Elephant in the room:
We all know it’s there. Hovering over us ominously, skulking around in the back of our minds. We step outside our doors in week one and breathe in the cool, refreshing air of a new semester. Liberating. As soon as we exhale, it’s Friday of Week Twelve. Time to address the elephant in the room, end of term examinations. The fun is over. Looking back, it’s been a blast. But now it’s time to save the semester. Here are a few tips to help you on your way.
The staple of every successful study week revolves around a suitable study plan. There is no all-encompassing, universal study programme. Each one must be tailor made to your preferences, whether that’s early mornings or late nights, the Glucksmann Library or your small corner desk in Oaklawns. Draw up a plan that suits you. Map out what needs to be covered in terms of course material. One way to do this is to attribute two lecture weeks per day and tick these off as you accomplish them daily. Baby step your way to the end goal. Once you have met your daily target, move onto the next subject. Reward yourself with designated break times detailed in your study plan. Stick to it as best you can and if you miss a section, don’t sweat it. Keep moving forward.

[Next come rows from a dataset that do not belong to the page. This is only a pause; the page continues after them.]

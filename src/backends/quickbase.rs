//! QuickBase JSON API (v1)

use async_trait::async_trait;
use reqwest::{Client, Method, RequestBuilder};
use serde::Deserialize;
use serde_json::{json, Map, Value};
use std::collections::HashMap;
use std::time::Duration;

use super::http::{build_client, read_json};
use super::pagination::{collect_pages, Page};
use super::{
    ApiError, BackendClient, BackendId, DataSourceDescriptor, DataSourceKind, Filter,
    FilterOperator, Table,
};
use crate::config::QuickBaseConfig;
use crate::credential_store::Credential;

const MAX_PAGES: u32 = 200;
/// Only the first few tables get their reports listed
const REPORT_TABLES: usize = 3;

#[derive(Debug, Deserialize)]
struct TableInfo {
    id: String,
    name: String,
}

#[derive(Debug, Deserialize)]
struct ReportInfo {
    id: String,
    name: String,
}

#[derive(Debug, Deserialize)]
struct FieldInfo {
    id: u64,
    label: String,
}

#[derive(Debug, Default, Deserialize)]
#[serde(rename_all = "camelCase")]
struct QueryMetadata {
    #[serde(default)]
    total_records: usize,
    #[serde(default)]
    num_records: usize,
}

#[derive(Debug, Deserialize)]
struct QueryResponse {
    #[serde(default)]
    data: Vec<Map<String, Value>>,
    #[serde(default)]
    fields: Vec<FieldInfo>,
    #[serde(default)]
    metadata: QueryMetadata,
}

impl QueryResponse {
    /// Records keyed by field label, in the order the fields were returned
    fn into_page(self, skip: usize) -> Page<Map<String, Value>, usize> {
        let fields = self.fields;
        let items: Vec<Map<String, Value>> = self
            .data
            .into_iter()
            .map(|mut record| {
                fields
                    .iter()
                    .map(|field| {
                        let cell = record
                            .remove(&field.id.to_string())
                            .and_then(|mut cell| cell.get_mut("value").map(Value::take))
                            .unwrap_or(Value::Null);
                        (field.label.clone(), cell)
                    })
                    .collect()
            })
            .collect();

        let fetched = skip + self.metadata.num_records.max(items.len());
        let next = (!items.is_empty() && fetched < self.metadata.total_records).then_some(fetched);
        Page { items, next }
    }
}

/// QuickBase string literal inside a query clause
fn quote(value: &str) -> String {
    format!("'{}'", value.replace('\\', "\\\\").replace('\'', "\\'"))
}

/// One `{fid.OP.'value'}` clause, or a grouped OR/AND for list operators
pub fn where_clause(field_id: u64, filter: &Filter) -> String {
    let clause = |op: &str, value: &str| format!("{{{}.{}.{}}}", field_id, op, quote(value));
    let list = |op: &str, joiner: &str| {
        let parts: Vec<String> = filter
            .value
            .split(',')
            .map(str::trim)
            .filter(|v| !v.is_empty())
            .map(|v| clause(op, v))
            .collect();
        format!("({})", parts.join(joiner))
    };

    match filter.operator {
        FilterOperator::Equals => clause("EX", &filter.value),
        FilterOperator::NotEqual => clause("XEX", &filter.value),
        FilterOperator::LessThan => clause("LT", &filter.value),
        FilterOperator::GreaterThan => clause("GT", &filter.value),
        FilterOperator::LessOrEqual => clause("LTE", &filter.value),
        FilterOperator::GreaterOrEqual => clause("GTE", &filter.value),
        FilterOperator::Contains => clause("CT", &filter.value),
        FilterOperator::NotContain => clause("XCT", &filter.value),
        FilterOperator::StartsWith => clause("SW", &filter.value),
        FilterOperator::Includes => list("EX", "OR"),
        FilterOperator::Excludes => list("XEX", "AND"),
    }
}

pub struct QuickBaseClient {
    http: Client,
    api_url: String,
    app_id: Option<String>,
    page_size: usize,
    max_records: usize,
}

impl QuickBaseClient {
    pub fn new(config: &QuickBaseConfig) -> Result<Self, ApiError> {
        Ok(Self {
            http: build_client(Duration::from_secs(config.timeout_secs))?,
            api_url: config.api_url.trim_end_matches('/').to_string(),
            app_id: config.app_id.clone(),
            page_size: config.page_size,
            max_records: config.max_records,
        })
    }

    fn app_id(&self) -> Result<&str, ApiError> {
        self.app_id
            .as_deref()
            .filter(|id| !id.is_empty())
            .ok_or_else(|| ApiError::Data("QuickBase app id is not configured".to_string()))
    }

    fn request(
        &self,
        credential: &Credential,
        method: Method,
        path: &str,
    ) -> Result<RequestBuilder, ApiError> {
        let realm = credential
            .instance_url
            .as_deref()
            .ok_or_else(|| ApiError::Data("QuickBase realm hostname is not configured".to_string()))?;
        let url = format!("{}/{}", self.api_url, path);
        tracing::debug!("{} {}", method, url);

        Ok(self
            .http
            .request(method, url)
            .header("QB-Realm-Hostname", realm)
            .header("Authorization", format!("QB-USER-TOKEN {}", credential.access_token)))
    }

    async fn tables(&self, credential: &Credential) -> Result<Vec<TableInfo>, ApiError> {
        let response = self
            .request(credential, Method::GET, "tables")?
            .query(&[("appId", self.app_id()?)])
            .send()
            .await?;
        read_json(response).await
    }

    async fn reports(&self, credential: &Credential, table_id: &str) -> Result<Vec<ReportInfo>, ApiError> {
        let response = self
            .request(credential, Method::GET, "reports")?
            .query(&[("tableId", table_id)])
            .send()
            .await?;
        read_json(response).await
    }

    async fn field_ids(
        &self,
        credential: &Credential,
        table_id: &str,
    ) -> Result<HashMap<String, u64>, ApiError> {
        let response = self
            .request(credential, Method::GET, "fields")?
            .query(&[("tableId", table_id)])
            .send()
            .await?;
        let fields: Vec<FieldInfo> = read_json(response).await?;
        Ok(fields
            .into_iter()
            .map(|f| (f.label.to_lowercase(), f.id))
            .collect())
    }

    /// Combined where clause; columns may be field ids or labels
    async fn query_filter(
        &self,
        credential: &Credential,
        table_id: &str,
        filters: &[Filter],
    ) -> Result<Option<String>, ApiError> {
        if filters.is_empty() {
            return Ok(None);
        }

        let labels = if filters.iter().all(|f| f.column.parse::<u64>().is_ok()) {
            HashMap::new()
        } else {
            self.field_ids(credential, table_id).await?
        };

        let mut clauses = Vec::with_capacity(filters.len());
        for filter in filters {
            let field_id = match filter.column.parse::<u64>() {
                Ok(id) => id,
                Err(_) => *labels.get(&filter.column.to_lowercase()).ok_or_else(|| {
                    ApiError::Data(format!("Unknown QuickBase field: {}", filter.column))
                })?,
            };
            clauses.push(where_clause(field_id, filter));
        }
        Ok(Some(clauses.join("AND")))
    }

    async fn query_records(
        &self,
        credential: &Credential,
        table_id: &str,
        filters: &[Filter],
    ) -> Result<Vec<Map<String, Value>>, ApiError> {
        let where_clause = self.query_filter(credential, table_id, filters).await?;
        let where_clause = where_clause.as_deref();
        let top = self.page_size;

        collect_pages(0usize, MAX_PAGES, self.max_records, move |skip| async move {
            let mut body = json!({
                "from": table_id,
                "options": { "skip": skip, "top": top },
            });
            if let Some(clause) = where_clause {
                body["where"] = Value::String(clause.to_string());
            }

            let response = self
                .request(credential, Method::POST, "records/query")?
                .json(&body)
                .send()
                .await?;
            let page: QueryResponse = read_json(response).await?;
            Ok(page.into_page(skip))
        })
        .await
    }

    async fn run_report(
        &self,
        credential: &Credential,
        table_id: &str,
        report_id: &str,
    ) -> Result<Vec<Map<String, Value>>, ApiError> {
        let path = format!("reports/{}/run", urlencoding::encode(report_id));
        let path = path.as_str();
        let top = self.page_size;

        collect_pages(0usize, MAX_PAGES, self.max_records, move |skip| async move {
            let response = self
                .request(credential, Method::POST, path)?
                .query(&[
                    ("tableId", table_id.to_string()),
                    ("skip", skip.to_string()),
                    ("top", top.to_string()),
                ])
                .send()
                .await?;
            let page: QueryResponse = read_json(response).await?;
            Ok(page.into_page(skip))
        })
        .await
    }
}

#[async_trait]
impl BackendClient for QuickBaseClient {
    fn backend(&self) -> BackendId {
        BackendId::QuickBase
    }

    async fn confirm(&self, credential: &Credential) -> Result<(), ApiError> {
        let tables = self.tables(credential).await?;
        tracing::debug!("QuickBase app has {} tables", tables.len());
        Ok(())
    }

    async fn list_data_sources(
        &self,
        credential: &Credential,
    ) -> Result<Vec<DataSourceDescriptor>, ApiError> {
        let tables = self.tables(credential).await?;
        let mut sources: Vec<DataSourceDescriptor> = tables
            .iter()
            .map(|t| {
                DataSourceDescriptor::new(BackendId::QuickBase, DataSourceKind::Table, &t.id, &t.name)
            })
            .collect();

        for table in tables.iter().take(REPORT_TABLES) {
            let reports = match self.reports(credential, &table.id).await {
                Ok(reports) => reports,
                Err(e) if e.is_auth() => return Err(e),
                Err(e) => {
                    tracing::warn!("Skipping reports of QuickBase table {}: {}", table.name, e);
                    continue;
                }
            };
            sources.extend(reports.into_iter().map(|report| {
                DataSourceDescriptor::new(
                    BackendId::QuickBase,
                    DataSourceKind::Report,
                    format!("{}.{}", table.id, report.id),
                    report.name,
                )
                .in_folder(&table.name)
            }));
        }
        Ok(sources)
    }

    async fn fetch_data(
        &self,
        credential: &Credential,
        source: &DataSourceDescriptor,
        filters: &[Filter],
    ) -> Result<Table, ApiError> {
        let records = match source.kind {
            DataSourceKind::Report => {
                let (table_id, report_id) = source.id.split_once('.').ok_or_else(|| {
                    ApiError::Data(format!("QuickBase report id must be table.report: {}", source.id))
                })?;
                let mut records = self.run_report(credential, table_id, report_id).await?;
                records.retain(|record| filters.iter().all(|f| f.matches(record)));
                records
            }
            _ => self.query_records(credential, &source.id, filters).await?,
        };
        tracing::info!("Loaded {} QuickBase records from {}", records.len(), source.id);
        Ok(Table::from_records(records))
    }
}
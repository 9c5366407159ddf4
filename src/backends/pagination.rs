//! Sequential page scanning with caller-controlled early exit.
//!
//! A scan fetches one page at a time and hands each page to a visitor. The
//! scan ends when the visitor breaks, a page comes back empty, the page
//! reports no successor, or the page limit is reached.

use std::future::Future;
use std::ops::ControlFlow;

use super::ApiError;

/// One page of results plus the cursor of the page after it
#[derive(Debug, Clone)]
pub struct Page<T, C> {
    pub items: Vec<T>,
    pub next: Option<C>,
}

impl<T> Page<T, u32> {
    /// Page-numbered APIs: a full page implies there may be another one.
    pub fn numbered(items: Vec<T>, page: u32, per_page: usize) -> Self {
        let next = (per_page > 0 && items.len() >= per_page).then_some(page + 1);
        Self { items, next }
    }
}

impl<T> Page<T, usize> {
    /// Offset-based APIs (`$skip`, `skip`): the next offset follows a full page.
    pub fn offset(items: Vec<T>, skip: usize, top: usize) -> Self {
        let next = (top > 0 && items.len() >= top).then_some(skip + items.len());
        Self { items, next }
    }
}

#[derive(Debug, Clone, Copy, PartialEq, Eq)]
pub struct ScanSummary {
    pub pages_fetched: u32,
    /// The visitor asked to stop before the data ran out
    pub stopped_early: bool,
}

/// Fetch pages starting at `first` until the visitor breaks or the data ends.
pub async fn scan_pages<T, C, F, Fut, V>(
    first: C,
    max_pages: u32,
    mut fetch: F,
    mut visit: V,
) -> Result<ScanSummary, ApiError>
where
    F: FnMut(C) -> Fut,
    Fut: Future<Output = Result<Page<T, C>, ApiError>>,
    V: FnMut(Vec<T>) -> ControlFlow<()>,
{
    let mut cursor = Some(first);
    let mut pages_fetched = 0;

    while let Some(current) = cursor.take() {
        if pages_fetched >= max_pages {
            tracing::debug!("Stopping scan at page limit {}", max_pages);
            break;
        }

        let page = fetch(current).await?;
        pages_fetched += 1;

        if page.items.is_empty() {
            break;
        }

        let next = page.next;
        if visit(page.items).is_break() {
            return Ok(ScanSummary {
                pages_fetched,
                stopped_early: true,
            });
        }
        cursor = next;
    }

    Ok(ScanSummary {
        pages_fetched,
        stopped_early: false,
    })
}

/// Gather up to `limit` items across pages.
pub async fn collect_pages<T, C, F, Fut>(
    first: C,
    max_pages: u32,
    limit: usize,
    fetch: F,
) -> Result<Vec<T>, ApiError>
where
    F: FnMut(C) -> Fut,
    Fut: Future<Output = Result<Page<T, C>, ApiError>>,
{
    let mut collected = Vec::new();
    if limit == 0 {
        return Ok(collected);
    }

    scan_pages(first, max_pages, fetch, |items| {
        collected.extend(items);
        if collected.len() >= limit {
            collected.truncate(limit);
            ControlFlow::Break(())
        } else {
            ControlFlow::Continue(())
        }
    })
    .await?;

    Ok(collected)
}
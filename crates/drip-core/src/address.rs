//! Text normalisation and the syntactic email check.
//!
//! Every comparison against stored cells goes through [`normalize`] on both
//! sides. Spreadsheet exports routinely carry non-breaking spaces, so a plain
//! `trim()` is not enough.

/// Replace non-breaking spaces, trim, and lower-case.
pub fn normalize(s: &str) -> String {
  s.replace('\u{a0}', " ").trim().to_lowercase()
}

/// Normalise an email address into the contact key form.
pub fn normalize_email(s: &str) -> String { normalize(s) }

/// Basic syntactic check: `local@domain.tld`.
///
/// The local part may contain ASCII letters, digits, and `._%+-`; the domain
/// may contain ASCII letters, digits, `.` and `-`, and must end in a label of
/// at least two ASCII letters.
pub fn is_valid_email(s: &str) -> bool {
  let Some((local, domain)) = s.split_once('@') else {
    return false;
  };
  if local.is_empty() || domain.contains('@') {
    return false;
  }
  if !local
    .chars()
    .all(|c| c.is_ascii_alphanumeric() || "._%+-".contains(c))
  {
    return false;
  }
  if !domain
    .chars()
    .all(|c| c.is_ascii_alphanumeric() || c == '.' || c == '-')
  {
    return false;
  }
  let Some((host, tld)) = domain.rsplit_once('.') else {
    return false;
  };
  !host.is_empty() && tld.len() >= 2 && tld.chars().all(|c| c.is_ascii_alphabetic())
}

Another important factor in your preparation is creating the optimal study environment. We each have our own little idiosyncrasies when it comes to studying. First and foremost, ensure you have some water to keep hydrated and that little bit of caffeine not too far away if your body calls for it. Ensure your desk is neatly organised and everything you plan on working on is in order. Some students like to use headphones when studying. Find a nice playlist on Spotify that doesn’t cause your mind to wonder perversely. If music isn’t your thing while studying, take a trip up to the top floor of the library for radio silence. Form a study group with your fellow course mates as Academic Advisor Matthew Murphy outlines, “A good study group could last you your full four years and be really valuable”.
The transition from secondary to third level exams brings about a new approach. Online learning through U.L’s academic portal, ‘Sulis’ is one of these. All course material can be accessed here. There is a culmination of lecture notes, readings and important announcements made throughout the semester. Take some time to peruse the website and record what needs to be tackled. A popular approach is to condense the lecture slides into shorthand notes for oneself to read leading up to the exam. This helps to eliminate all the insignificant information. In addition to this, students have access to a limited number of previous exam papers via ‘SharePoint’. This is a sure-fire way to acquaint yourself with some questions that are guaranteed to resurface for this year’s exam.
There are two types of students when it comes to finals. Those who are prepared and those who are not. In essence, those of us who have already put in the work and those who are ‘crammers.’ Although not advisable, the vast majority of us fancy our chances at that final hurdle. Take it from me. Don’t be overwhelmed by the seemingly impossible. Caffeine is your best friend. You need to pack as much information into one sitting as possible. Every fifty minutes of study afford yourself a ten-minute reprieve. This prevents any prolonged absences due to oversaturation. Skim over your textbook and notes, only paying attention to the main points. Switch between chapters when you feel yourself beginning to plateau and nothing is getting through. Even better, swap to a different module.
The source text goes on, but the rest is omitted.